From the University of Minnesota via Eurkealert today, this looks interesting:
University of Minnesota engineering researchers discover source for generating ‘green’ electricity

University of Minnesota engineering researchers in the College of Science and Engineering have recently discovered a new alloy material that converts heat directly into electricity. This revolutionary energy conversion method is in the early stages of development, but it could have wide-sweeping impact on creating environmentally friendly electricity from waste heat sources.
Researchers say the material could potentially be used to capture waste heat from a car’s exhaust that would heat the material and produce electricity for charging the battery in a hybrid car. Other possible future uses include capturing rejected heat from industrial and power plants or temperature differences in the ocean to create electricity. The research team is looking into possible commercialization of the technology.
“This research is very promising because it presents an entirely new method for energy conversion that’s never been done before,” said University of Minnesota aerospace engineering and mechanics professor Richard James, who led the research team.”It’s also the ultimate ‘green’ way to create electricity because it uses waste heat to create electricity with no carbon dioxide.”
To create the material, the research team combined elements at the atomic level to create a new multiferroic alloy, Ni45Co5Mn40Sn10. Multiferroic materials combine unusual elastic, magnetic and electric properties. The alloy Ni45Co5Mn40Sn10 achieves multiferroism by undergoing a highly reversible phase transformation where one solid turns into another solid. During this phase transformation the alloy undergoes changes in its magnetic properties that are exploited in the energy conversion device.
During a small-scale demonstration in a University of Minnesota lab, the new material created by the researchers begins as a non-magnetic material, then suddenly becomes strongly magnetic when the temperature is raised a small amount. When this happens, the material absorbs heat and spontaneously produces electricity in a surrounding coil. Some of this heat energy is lost in a process called hysteresis. A critical discovery of the team is a systematic way to minimize hysteresis in phase transformations. The team’s research was recently published in the first issue of the new scientific journal Advanced Energy Materials.

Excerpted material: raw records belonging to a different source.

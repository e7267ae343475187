//! Workflow definitions.

use serde::{Deserialize, Serialize};

use crate::id::WorkflowId;
use crate::schedule::Schedule;

/// A workflow: an identity, a schedule partitioning, and the configuration
/// needed to execute one partition in a container.
#[derive(Debug, Clone, PartialEq, Eq, Serialize, Deserialize)]
#[serde(rename_all = "camelCase")]
pub struct Workflow {
    /// The workflow identity.
    pub id: WorkflowId,
    /// The schedule partitioning.
    pub schedule: Schedule,
    /// Container execution configuration.
    pub configuration: WorkflowConfiguration,
}

impl Workflow {
    /// Creates a new workflow.
    #[must_use]
    pub fn new(id: WorkflowId, schedule: Schedule, configuration: WorkflowConfiguration) -> Self {
        Self {
            id,
            schedule,
            configuration,
        }
    }

    /// Returns true iff the workflow has enough configuration to run.
    ///
    /// A workflow is configured iff a docker image is present.
    #[must_use]
    pub fn is_configured(&self) -> bool {
        self.configuration.docker_image.is_some()
    }
}

/// Container execution configuration for a workflow.
#[derive(Debug, Clone, Default, PartialEq, Eq, Serialize, Deserialize)]
#[serde(rename_all = "camelCase")]
pub struct WorkflowConfiguration {
    /// The container image to run. Absent for workflows that are registered
    /// but not yet runnable.
    #[serde(skip_serializing_if = "Option::is_none")]
    pub docker_image: Option<String>,
    /// Arguments passed to the container command.
    #[serde(default, skip_serializing_if = "Vec::is_empty")]
    pub docker_args: Vec<String>,
    /// Resource requirements for the container.
    #[serde(default, skip_serializing_if = "ResourceRequest::is_empty")]
    pub resources: ResourceRequest,
}

/// Resource requirements for a container execution.
#[derive(Debug, Clone, Default, PartialEq, Eq, Serialize, Deserialize)]
#[serde(rename_all = "camelCase")]
pub struct ResourceRequest {
    /// Requested CPU in millicores.
    #[serde(skip_serializing_if = "Option::is_none")]
    pub cpu_millis: Option<u32>,
    /// Requested memory in mebibytes.
    #[serde(skip_serializing_if = "Option::is_none")]
    pub memory_mib: Option<u32>,
}

impl ResourceRequest {
    /// Returns true iff no resources are requested.
    #[must_use]
    pub const fn is_empty(&self) -> bool {
        self.cpu_millis.is_none() && self.memory_mib.is_none()
    }
}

Watch a short research video of the new material suddenly become magnetic when heated: http://z.umn.edu/conversionvideo
In addition to Professor James, other members of the research team include University of Minnesota aerospace engineering and mechanics post-doctoral researchers Vijay Srivastava and Kanwal Bhatti, and Ph.D. student Yintao Song. The team is also working with University of Minnesota chemical engineering and materials science professor Christopher Leighton to create a thin film of the material that could be used, for example, to convert some of the waste heat from computers into electricity.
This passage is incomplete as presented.